Sunday, April 18, 2010

NYT Monday 4/19/10 - A Capital Notion?

The capitals European cities theme of this Monday New York Times crossword was clear early on from crossings, but I was surprised (given this is the first of the week) not to have heard of example 1 (Harold Rome), nor example 2 (Ellen Glasgow). The latter was more of a problem, because I was unsure of the downs crossing her forename.

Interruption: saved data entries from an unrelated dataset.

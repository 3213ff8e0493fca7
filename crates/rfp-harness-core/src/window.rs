//! Context window assembly around nearest-neighbour matches.
//!
//! Each match is widened into a contiguous run of chunks from the same file:
//! `[max(1, n - WINDOW_BEFORE), n + WINDOW_AFTER]`, joined with blank lines
//! and labelled with the file's display name. At most one window is emitted
//! per file per call; the first (best-ranked) match for a file wins.

use std::collections::HashSet;

use anyhow::Result;
use tracing::debug;

use crate::models::{ContextWindow, MatchPoint};
use crate::store::Store;

/// Chunks included before the matched chunk.
pub const WINDOW_BEFORE: i64 = 4;
/// Chunks included after the matched chunk.
pub const WINDOW_AFTER: i64 = 3;

/// Inclusive chunk range for a match at `chunk_number`, clipped at 1.
pub fn window_bounds(chunk_number: i64) -> (i64, i64) {
    let start = (chunk_number - WINDOW_BEFORE).max(1);
    let end = chunk_number + WINDOW_AFTER;
    (start, end)
}

/// Expand `matches` into deduplicated context windows.
///
/// Matches missing any of `file_id`, `user_id` or `chunk_number` are skipped,
/// as are matches whose range holds no stored chunks or whose file has no
/// resolvable display name. Chunk lookup errors propagate; the caller decides
/// how to degrade.
pub async fn assemble_windows(
    store: &dyn Store,
    matches: &[MatchPoint],
) -> Result<Vec<ContextWindow>> {
    let mut processed_files: HashSet<i64> = HashSet::new();
    let mut windows = Vec::new();

    for point in matches {
        let (file_id, user_id, chunk_number) =
            match (point.file_id, point.user_id, point.chunk_number) {
                (Some(f), Some(u), Some(c)) => (f, u, c),
                _ => {
                    debug!(vector_id = %point.vector_id, "skipping match with incomplete metadata");
                    continue;
                }
            };

        if processed_files.contains(&file_id) {
            continue;
        }

        let (start, end) = window_bounds(chunk_number);
        let chunks = store.chunks_in_range(file_id, user_id, start, end).await?;
        if chunks.is_empty() {
            debug!(file_id, start, end, "no stored chunks in window");
            continue;
        }

        let source = match store.file_display_name(file_id, user_id).await {
            Ok(name) => name,
            Err(e) => {
                debug!(file_id, "skipping window without a source label: {:#}", e);
                continue;
            }
        };
        let text = chunks
            .iter()
            .map(|c| c.text.as_str())
            .collect::<Vec<_>>()
            .join("\n\n");

        windows.push(ContextWindow { source, text });
        processed_files.insert(file_id);
    }

    Ok(windows)
}

#[cfg(test)]
mod tests {
    use super::*;
    use crate::models::{ChunkText, FileRecord, Scope};
    use crate::store::memory::InMemoryStore;

    fn point(file_id: Option<i64>, user_id: Option<i64>, chunk: Option<i64>) -> MatchPoint {
        MatchPoint {
            vector_id: "v".to_string(),
            file_id,
            user_id,
            chunk_number: chunk,
            distance: 0.9,
        }
    }

    fn numbered(n: usize) -> Vec<String> {
        (1..=n).map(|i| format!("chunk {}", i)).collect()
    }

    #[test]
    fn bounds_span_eight_chunks() {
        assert_eq!(window_bounds(10), (6, 13));
    }

    #[test]
    fn bounds_clip_at_one() {
        assert_eq!(window_bounds(2), (1, 5));
        assert_eq!(window_bounds(1), (1, 4));
    }

    #[tokio::test]
    async fn window_joins_range_with_blank_lines() {
        let store = InMemoryStore::new();
        let id = store.add_indexed_file(Scope::new(1, 1), "pricing.pdf", &numbered(20));

        let windows = assemble_windows(&store, &[point(Some(id), Some(1), Some(10))])
            .await
            .unwrap();

        assert_eq!(windows.len(), 1);
        assert_eq!(windows[0].source, "pricing.pdf");
        let expected = (6..=13)
            .map(|i| format!("chunk {}", i))
            .collect::<Vec<_>>()
            .join("\n\n");
        assert_eq!(windows[0].text, expected);
        assert_eq!(store.requested_ranges(), vec![(id, 6, 13)]);
    }

    #[tokio::test]
    async fn same_file_emits_one_window() {
        let store = InMemoryStore::new();
        let id = store.add_indexed_file(Scope::new(1, 1), "a.pdf", &numbered(30));

        let windows = assemble_windows(
            &store,
            &[
                point(Some(id), Some(1), Some(3)),
                point(Some(id), Some(1), Some(25)),
            ],
        )
        .await
        .unwrap();

        assert_eq!(windows.len(), 1);
        assert!(windows[0].text.starts_with("chunk 1"));
    }

    #[tokio::test]
    async fn incomplete_metadata_is_skipped() {
        let store = InMemoryStore::new();
        let id = store.add_indexed_file(Scope::new(1, 1), "a.pdf", &numbered(5));

        let windows = assemble_windows(
            &store,
            &[
                point(None, Some(1), Some(2)),
                point(Some(id), None, Some(2)),
                point(Some(id), Some(1), None),
            ],
        )
        .await
        .unwrap();

        assert!(windows.is_empty());
        assert!(store.requested_ranges().is_empty());
    }

    #[tokio::test]
    async fn orphaned_reference_is_skipped_without_blocking_later_matches() {
        let store = InMemoryStore::new();
        let id = store.add_indexed_file(Scope::new(1, 1), "a.pdf", &numbered(3));

        let windows = assemble_windows(
            &store,
            &[
                point(Some(id), Some(1), Some(50)),
                point(Some(id), Some(1), Some(2)),
            ],
        )
        .await
        .unwrap();

        assert_eq!(windows.len(), 1);
        assert_eq!(windows[0].text, "chunk 1\n\nchunk 2\n\nchunk 3");
    }

    /// Delegates to an [`InMemoryStore`] but cannot name `unnamed`.
    struct UnlabelledFile {
        inner: InMemoryStore,
        unnamed: i64,
    }

    #[async_trait::async_trait]
    impl Store for UnlabelledFile {
        async fn project_files(&self, scope: Scope) -> Result<Vec<FileRecord>> {
            self.inner.project_files(scope).await
        }

        async fn chunks_in_range(
            &self,
            file_id: i64,
            user_id: i64,
            start: i64,
            end: i64,
        ) -> Result<Vec<ChunkText>> {
            self.inner.chunks_in_range(file_id, user_id, start, end).await
        }

        async fn file_display_name(&self, file_id: i64, user_id: i64) -> Result<String> {
            if file_id == self.unnamed {
                anyhow::bail!("file row missing: {}", file_id);
            }
            self.inner.file_display_name(file_id, user_id).await
        }
    }

    #[tokio::test]
    async fn unnamed_file_is_skipped_and_others_kept() {
        let inner = InMemoryStore::new();
        let scope = Scope::new(1, 1);
        let a = inner.add_indexed_file(scope, "a.pdf", &numbered(2));
        let b = inner.add_indexed_file(scope, "b.pdf", &numbered(2));
        let store = UnlabelledFile { inner, unnamed: a };

        let windows = assemble_windows(
            &store,
            &[point(Some(a), Some(1), Some(1)), point(Some(b), Some(1), Some(1))],
        )
        .await
        .unwrap();

        assert_eq!(windows.len(), 1);
        assert_eq!(windows[0].source, "b.pdf");
    }

    #[tokio::test]
    async fn distinct_files_keep_match_order() {
        let store = InMemoryStore::new();
        let scope = Scope::new(1, 1);
        let a = store.add_indexed_file(scope, "a.pdf", &numbered(2));
        let b = store.add_indexed_file(scope, "b.pdf", &numbered(2));

        let windows = assemble_windows(
            &store,
            &[point(Some(b), Some(1), Some(1)), point(Some(a), Some(1), Some(1))],
        )
        .await
        .unwrap();

        let sources: Vec<&str> = windows.iter().map(|w| w.source.as_str()).collect();
        assert_eq!(sources, vec!["b.pdf", "a.pdf"]);
    }
}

By contrast, Irving Berlin was very straightforward and I entered Jack London without even looking at the clue, when it was clear what the last city would be. I suspect Harold Rome and especially Ellen Glasgow are better known in the USA - I keep coming across new stars of American literature. On the other hand, Magdalen tells me she's heard of neither of these names.

So the last part of the puzzle to be completed was inevitably half way up the left hand side, where I didn't know Vincent Lopez's signature tune (didn't know Vincent Lopez himself for that matter) and couldn't immediately come up with open it for {Gift-giver's urging}. Dyan (Cannon) and Sonoma are also relatively obscure (to me at least).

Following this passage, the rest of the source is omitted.